CONCLUSIONS: We noted the negative correlation between NfL levels and cognition in MDD patients clustered with neurodegenerative disorder, Alzheimer\'s type. NfL could be a promising candidate as a biomarker to predict subtype of patients in MDD to develop cognitive decline. Further longitudinal studies and within MDD cluster analysis are required to validate our findings for clinical implications.
摘要:
背景:随着全球老龄化负担的增加,认知障碍是一个日益严重的问题。患有重度抑郁症(MDD)的老年人患痴呆症的风险更高。神经丝轻链(NfL)已被证明是神经退行性疾病的潜在生物标志物,包括痴呆症.我们的目的是调查老年MDD患者认知缺陷与NfL水平之间的关系。
方法:在这项横断面研究中,我们纳入了39例MDD患者和15例轻度神经认知障碍或重度神经认知障碍患者,阿尔茨海默氏症的类型,作为控制,来自三级精神病医院.两组年龄均在65岁以上,并具有匹配的迷你精神状态检查(MMSE)评分。人口统计数据,临床变量,并获得血浆NfL水平。我们根据他们的认知概况使用聚类分析,并估计了血浆NfL水平与每个认知领域之间的相关性。
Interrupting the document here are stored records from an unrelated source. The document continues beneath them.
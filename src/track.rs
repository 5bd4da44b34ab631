//! Static map data: checkpoints, walls, spawn positions and item box
//! locations, plus the quadrant partitioning used by wall lookups.

use serde::{Deserialize, Serialize};
use thiserror::Error;

use crate::math::{Angle, Fixed, Vec2};

/// Edge length of the square world in whole units.
pub const WORLD_SIZE: i32 = 1024;

/// Number of quadrant cells along each world axis.
pub const QUADRANT_GRID: usize = 3;

/// The selectable maps.
#[derive(Debug, Default, Clone, Copy, PartialEq, Eq, Hash)]
#[derive(Serialize, Deserialize)]
pub enum Map {
    #[default]
    NoneMap,
    ScorchingSands,
    AlpineRush,
    NeonCircuit,
}

/// An error with the track data.
#[derive(Debug, Error)]
pub enum TrackError {
    #[error("map {0:?} has no track data")]
    UnknownMap(Map),
    #[error("cannot parse track file: {0}")]
    Parse(#[from] serde_yaml::Error),
    #[error("track has no {0}")]
    Missing(&'static str),
}

/// An axis aligned rectangle in world coordinates.
#[derive(Debug, Clone, Copy, PartialEq, Eq)]
#[derive(Serialize, Deserialize)]
pub struct Rect {
    pub min: Vec2,
    pub max: Vec2,
}

impl Rect {
    pub const fn new(min: Vec2, max: Vec2) -> Rect {
        Rect { min, max }
    }

    /// A rectangle from whole world units.
    pub const fn from_int(x0: i32, y0: i32, x1: i32, y1: i32) -> Rect {
        Rect {
            min: Vec2::from_int(x0, y0),
            max: Vec2::from_int(x1, y1),
        }
    }

    pub fn contains(&self, p: Vec2) -> bool {
        self.min.x <= p.x && p.x <= self.max.x && self.min.y <= p.y && p.y <= self.max.y
    }

    pub fn overlaps(&self, other: &Rect) -> bool {
        self.min.x <= other.max.x
            && other.min.x <= self.max.x
            && self.min.y <= other.max.y
            && other.min.y <= self.max.y
    }

    pub fn center(&self) -> Vec2 {
        Vec2::new(
            Fixed::from_raw((self.min.x.raw() + self.max.x.raw()) / 2),
            Fixed::from_raw((self.min.y.raw() + self.max.y.raw()) / 2),
        )
    }
}

/// The quadrant cell indices covering a point. Out of bounds positions
/// clamp to the border cells.
pub fn quadrant_of(p: Vec2) -> (usize, usize) {
    (quadrant_index(p.x.to_int()), quadrant_index(p.y.to_int()))
}

fn quadrant_index(v: i32) -> usize {
    ((v.clamp(0, WORLD_SIZE - 1) * QUADRANT_GRID as i32) / WORLD_SIZE) as usize
}

/// Wall indices bucketed per quadrant cell.
#[derive(Debug, Default, Clone)]
struct WallGrid {
    cells: [Vec<u16>; QUADRANT_GRID * QUADRANT_GRID],
}

impl WallGrid {
    fn build(walls: &[Rect]) -> WallGrid {
        let mut cells: [Vec<u16>; QUADRANT_GRID * QUADRANT_GRID] = Default::default();
        for (i, wall) in walls.iter().enumerate() {
            let (qx0, qy0) = quadrant_of(wall.min);
            let (qx1, qy1) = quadrant_of(wall.max);
            for qy in qy0..=qy1 {
                for qx in qx0..=qx1 {
                    cells[qy * QUADRANT_GRID + qx].push(i as u16);
                }
            }
        }
        WallGrid { cells }
    }
}

/// Static data for one map.
///
/// Built in maps come from [`TrackData::for_map`]; external tracks load
/// from YAML with the same shape.
#[derive(Debug, Clone, Serialize, Deserialize)]
pub struct TrackData {
    pub map: Map,
    /// Laps required to finish a race.
    pub laps: u32,
    /// Spawn positions; slot N is the spawn of peer N.
    pub spawns: Vec<Vec2>,
    /// Facing angle at the spawn line.
    pub spawn_angle: Angle,
    /// Ordered checkpoint boxes; the last one is the finish line.
    pub checkpoints: Vec<Rect>,
    pub walls: Vec<Rect>,
    /// Item box spawn positions.
    pub item_boxes: Vec<Vec2>,
    #[serde(skip)]
    wall_grid: WallGrid,
}

impl TrackData {
    /// Assemble track data from its parts, validating it the same way an
    /// external track file is validated.
    #[allow(clippy::too_many_arguments)]
    pub fn new(
        map: Map,
        laps: u32,
        spawns: Vec<Vec2>,
        spawn_angle: Angle,
        checkpoints: Vec<Rect>,
        walls: Vec<Rect>,
        item_boxes: Vec<Vec2>,
    ) -> Result<TrackData, TrackError> {
        TrackData {
            map,
            laps,
            spawns,
            spawn_angle,
            checkpoints,
            walls,
            item_boxes,
            wall_grid: WallGrid::default(),
        }
        .validated()
    }

    /// The track data of a built in map.
    ///
    /// `NoneMap` is the only map without data; asking for it is the one
    /// fatal error of race initialization.
    pub fn for_map(map: Map) -> Result<TrackData, TrackError> {
        match map {
            Map::NoneMap => Err(TrackError::UnknownMap(map)),
            Map::ScorchingSands => Ok(scorching_sands()),
            Map::AlpineRush => Ok(alpine_rush()),
            Map::NeonCircuit => Ok(neon_circuit()),
        }
    }

    /// Load an external track from YAML.
    pub fn from_yaml(text: &str) -> Result<TrackData, TrackError> {
        let track: TrackData = serde_yaml::from_str(text)?;
        track.validated()
    }

    fn validated(mut self) -> Result<TrackData, TrackError> {
        if self.checkpoints.is_empty() {
            return Err(TrackError::Missing("checkpoints"));
        }
        if self.spawns.len() < 2 {
            return Err(TrackError::Missing("spawn positions"));
        }
        if self.laps == 0 {
            return Err(TrackError::Missing("lap count"));
        }
        self.wall_grid = WallGrid::build(&self.walls);
        Ok(self)
    }

    /// The walls registered in the quadrants covered by `area`.
    pub fn walls_near(&self, area: &Rect) -> Vec<&Rect> {
        let (qx0, qy0) = quadrant_of(area.min);
        let (qx1, qy1) = quadrant_of(area.max);
        let mut indices: Vec<u16> = Vec::new();
        for qy in qy0..=qy1 {
            for qx in qx0..=qx1 {
                indices.extend_from_slice(&self.wall_grid.cells[qy * QUADRANT_GRID + qx]);
            }
        }
        indices.sort_unstable();
        indices.dedup();
        indices
            .into_iter()
            .map(|i| &self.walls[i as usize])
            .collect()
    }

    /// The checkpoint a kart that last crossed `last_checkpoint` is
    /// heading for.
    pub fn next_checkpoint(&self, last_checkpoint: i32) -> &Rect {
        let next = (last_checkpoint + 1).max(0) as usize % self.checkpoints.len();
        &self.checkpoints[next]
    }
}

/// A desert oval: a wide ring around a central mesa.
fn scorching_sands() -> TrackData {
    TrackData {
        map: Map::ScorchingSands,
        laps: 3,
        spawns: vec![
            Vec2::from_int(400, 784),
            Vec2::from_int(360, 812),
            Vec2::from_int(400, 840),
            Vec2::from_int(360, 868),
            Vec2::from_int(400, 896),
            Vec2::from_int(360, 924),
            Vec2::from_int(400, 952),
            Vec2::from_int(360, 980),
        ],
        spawn_angle: Angle::ZERO,
        checkpoints: vec![
            Rect::from_int(736, 448, 1008, 576),
            Rect::from_int(448, 16, 576, 288),
            Rect::from_int(16, 448, 288, 576),
            Rect::from_int(448, 736, 576, 1008),
        ],
        walls: vec![
            Rect::from_int(0, 0, 16, 1024),
            Rect::from_int(1008, 0, 1024, 1024),
            Rect::from_int(0, 0, 1024, 16),
            Rect::from_int(0, 1008, 1024, 1024),
            Rect::from_int(288, 288, 736, 736),
        ],
        item_boxes: vec![
            Vec2::from_int(850, 480),
            Vec2::from_int(850, 544),
            Vec2::from_int(480, 170),
            Vec2::from_int(544, 170),
            Vec2::from_int(170, 480),
            Vec2::from_int(170, 544),
            Vec2::from_int(480, 870),
            Vec2::from_int(544, 870),
        ],
        wall_grid: WallGrid::default(),
    }
    .validated()
    .expect("built in track data should be valid")
}

/// A mountain circuit with a chicane on the back straight.
fn alpine_rush() -> TrackData {
    TrackData {
        map: Map::AlpineRush,
        laps: 4,
        spawns: vec![
            Vec2::from_int(416, 800),
            Vec2::from_int(376, 828),
            Vec2::from_int(416, 856),
            Vec2::from_int(376, 884),
            Vec2::from_int(416, 912),
            Vec2::from_int(376, 940),
            Vec2::from_int(416, 968),
            Vec2::from_int(376, 772),
        ],
        spawn_angle: Angle::ZERO,
        checkpoints: vec![
            Rect::from_int(768, 448, 1008, 576),
            Rect::from_int(448, 16, 576, 256),
            Rect::from_int(16, 448, 256, 576),
            Rect::from_int(448, 768, 576, 1008),
        ],
        walls: vec![
            Rect::from_int(0, 0, 16, 1024),
            Rect::from_int(1008, 0, 1024, 1024),
            Rect::from_int(0, 0, 1024, 16),
            Rect::from_int(0, 1008, 1024, 1024),
            Rect::from_int(256, 256, 768, 768),
            // Chicane blocks pinching the top straight.
            Rect::from_int(592, 16, 640, 128),
            Rect::from_int(704, 160, 752, 256),
        ],
        item_boxes: vec![
            Vec2::from_int(880, 480),
            Vec2::from_int(880, 544),
            Vec2::from_int(480, 140),
            Vec2::from_int(544, 140),
            Vec2::from_int(140, 480),
            Vec2::from_int(140, 544),
            Vec2::from_int(480, 880),
            Vec2::from_int(544, 880),
        ],
        wall_grid: WallGrid::default(),
    }
    .validated()
    .expect("built in track data should be valid")
}

/// A tight city loop with a narrow racing lane.
fn neon_circuit() -> TrackData {
    TrackData {
        map: Map::NeonCircuit,
        laps: 5,
        spawns: vec![
            Vec2::from_int(392, 848),
            Vec2::from_int(356, 872),
            Vec2::from_int(392, 896),
            Vec2::from_int(356, 920),
            Vec2::from_int(392, 944),
            Vec2::from_int(356, 968),
            Vec2::from_int(392, 824),
            Vec2::from_int(356, 800),
        ],
        spawn_angle: Angle::ZERO,
        checkpoints: vec![
            Rect::from_int(816, 448, 1008, 576),
            Rect::from_int(448, 16, 576, 208),
            Rect::from_int(16, 448, 208, 576),
            Rect::from_int(448, 816, 576, 1008),
        ],
        walls: vec![
            Rect::from_int(0, 0, 16, 1024),
            Rect::from_int(1008, 0, 1024, 1024),
            Rect::from_int(0, 0, 1024, 16),
            Rect::from_int(0, 1008, 1024, 1024),
            Rect::from_int(208, 208, 816, 816),
        ],
        item_boxes: vec![
            Vec2::from_int(912, 488),
            Vec2::from_int(912, 536),
            Vec2::from_int(488, 112),
            Vec2::from_int(536, 112),
            Vec2::from_int(112, 488),
            Vec2::from_int(112, 536),
            Vec2::from_int(488, 912),
            Vec2::from_int(536, 912),
        ],
        wall_grid: WallGrid::default(),
    }
    .validated()
    .expect("built in track data should be valid")
}

#[cfg(test)]
mod tests {
    use super::*;
    use crate::math::Fixed;

    #[test]
    fn every_built_in_map_loads() {
        for map in [Map::ScorchingSands, Map::AlpineRush, Map::NeonCircuit] {
            let track = TrackData::for_map(map).unwrap();
            assert_eq!(track.spawns.len(), 8);
            assert!(!track.checkpoints.is_empty());
            assert!(track.laps > 0);
        }
    }

    #[test]
    fn none_map_is_unknown() {
        assert!(matches!(
            TrackData::for_map(Map::NoneMap),
            Err(TrackError::UnknownMap(Map::NoneMap))
        ));
    }

    #[test]
    fn quadrants_partition_the_world() {
        assert_eq!(quadrant_of(Vec2::from_int(0, 0)), (0, 0));
        assert_eq!(quadrant_of(Vec2::from_int(512, 512)), (1, 1));
        assert_eq!(quadrant_of(Vec2::from_int(1023, 1023)), (2, 2));
        // Out of bounds clamps to the border cells.
        assert_eq!(quadrant_of(Vec2::from_int(-50, 2000)), (0, 2));
    }

    #[test]
    fn walls_near_only_returns_nearby_quadrants() {
        let track = TrackData::for_map(Map::ScorchingSands).unwrap();
        // The world center only sees the mesa block and whatever border
        // walls span the middle row and column.
        let probe = Rect::from_int(500, 500, 524, 524);
        let walls = track.walls_near(&probe);
        assert!(walls.contains(&&track.walls[4]));
        // A corner probe must see both border walls meeting there.
        let corner = Rect::from_int(20, 20, 40, 40);
        let walls = track.walls_near(&corner);
        assert!(walls.contains(&&track.walls[0]));
        assert!(walls.contains(&&track.walls[2]));
    }

    #[test]
    fn rect_contains_and_overlaps() {
        let r = Rect::from_int(10, 10, 20, 20);
        assert!(r.contains(Vec2::from_int(10, 10)));
        assert!(r.contains(Vec2::from_int(15, 18)));
        assert!(!r.contains(Vec2::from_int(21, 15)));
        assert!(r.overlaps(&Rect::from_int(19, 19, 30, 30)));
        assert!(!r.overlaps(&Rect::from_int(21, 21, 30, 30)));
        assert_eq!(r.center(), Vec2::from_int(15, 15));
        assert_eq!(r.center().x, Fixed::from_int(15));
    }

    #[test]
    fn next_checkpoint_wraps_after_the_finish_line() {
        let track = TrackData::for_map(Map::ScorchingSands).unwrap();
        assert_eq!(track.next_checkpoint(-1), &track.checkpoints[0]);
        assert_eq!(track.next_checkpoint(1), &track.checkpoints[2]);
        assert_eq!(track.next_checkpoint(3), &track.checkpoints[0]);
    }

    #[test]
    fn yaml_track_round_trip() {
        let track = TrackData::for_map(Map::AlpineRush).unwrap();
        let text = serde_yaml::to_string(&track).unwrap();
        let loaded = TrackData::from_yaml(&text).unwrap();
        assert_eq!(loaded.map, track.map);
        assert_eq!(loaded.laps, track.laps);
        assert_eq!(loaded.walls, track.walls);
    }

    #[test]
    fn yaml_track_without_checkpoints_is_rejected() {
        let text = "map: NoneMap\nlaps: 3\nspawns:\n- x: 256\n  y: 256\n- x: 512\n  y: 512\nspawn_angle: 0\ncheckpoints: []\nwalls: []\nitem_boxes: []\n";
        assert!(matches!(
            TrackData::from_yaml(text),
            Err(TrackError::Missing("checkpoints"))
        ));
    }
}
结果:在MDD组中,与对照组相比,参与者的家庭精神病史和当前饮酒习惯发生率较高.神经认知障碍的对照组显示总MMSE评分明显较低,血浆NfL水平较高。部分MDD患者的认知缺陷与神经认知障碍(A组)聚集在一起。在A组中,调整年龄后,MMSE总分(r=-0.58277,p=0.0287)和理解域(r=-0.71717,p=0.0039)与NfL水平呈负相关,而在另一组中未观察到关联。
结论:我们注意到在聚集有神经退行性疾病的MDD患者中,NfL水平与认知之间呈负相关,阿尔茨海默氏症的类型。NfL可能是一个有希望的候选生物标志物,以预测MDD患者的亚型发展为认知下降。需要进一步的纵向研究和MDD聚类分析来验证我们的发现的临床意义。
方法:在这项横断面研究中,我们纳入了39例MDD患者和15例轻度神经认知障碍或重度神经认知障碍患者,阿尔茨海默氏症的类型,作为控制,来自三级精神病医院.两组年龄均在65岁以上,并具有匹配的迷你精神状态检查(MMSE)评分。人口统计数据,临床变量,并获得血浆NfL水平。我们根据他们的认知概况使用聚类分析,并估计了血浆NfL水平与每个认知领域之间的相关性。
结果:在MDD组中,与对照组相比,参与者的家庭精神病史和当前饮酒习惯发生率较高.神经认知障碍的对照组显示总MMSE评分明显较低,血浆NfL水平较高。部分MDD患者的认知缺陷与神经认知障碍(A组)聚集在一起。在A组中,调整年龄后,MMSE总分(r=-0.58277,p=0.0287)和理解域(r=-0.71717,p=0.0039)与NfL水平呈负相关,而在另一组中未观察到关联。
结论:我们注意到在聚集有神经退行性疾病的MDD患者中,NfL水平与认知之间呈负相关,阿尔茨海默氏症的类型。NfL可能是一个有希望的候选生物标志物,以预测MDD患者的亚型发展为认知下降。需要进一步的纵向研究和MDD聚类分析来验证我们的发现的临床意义。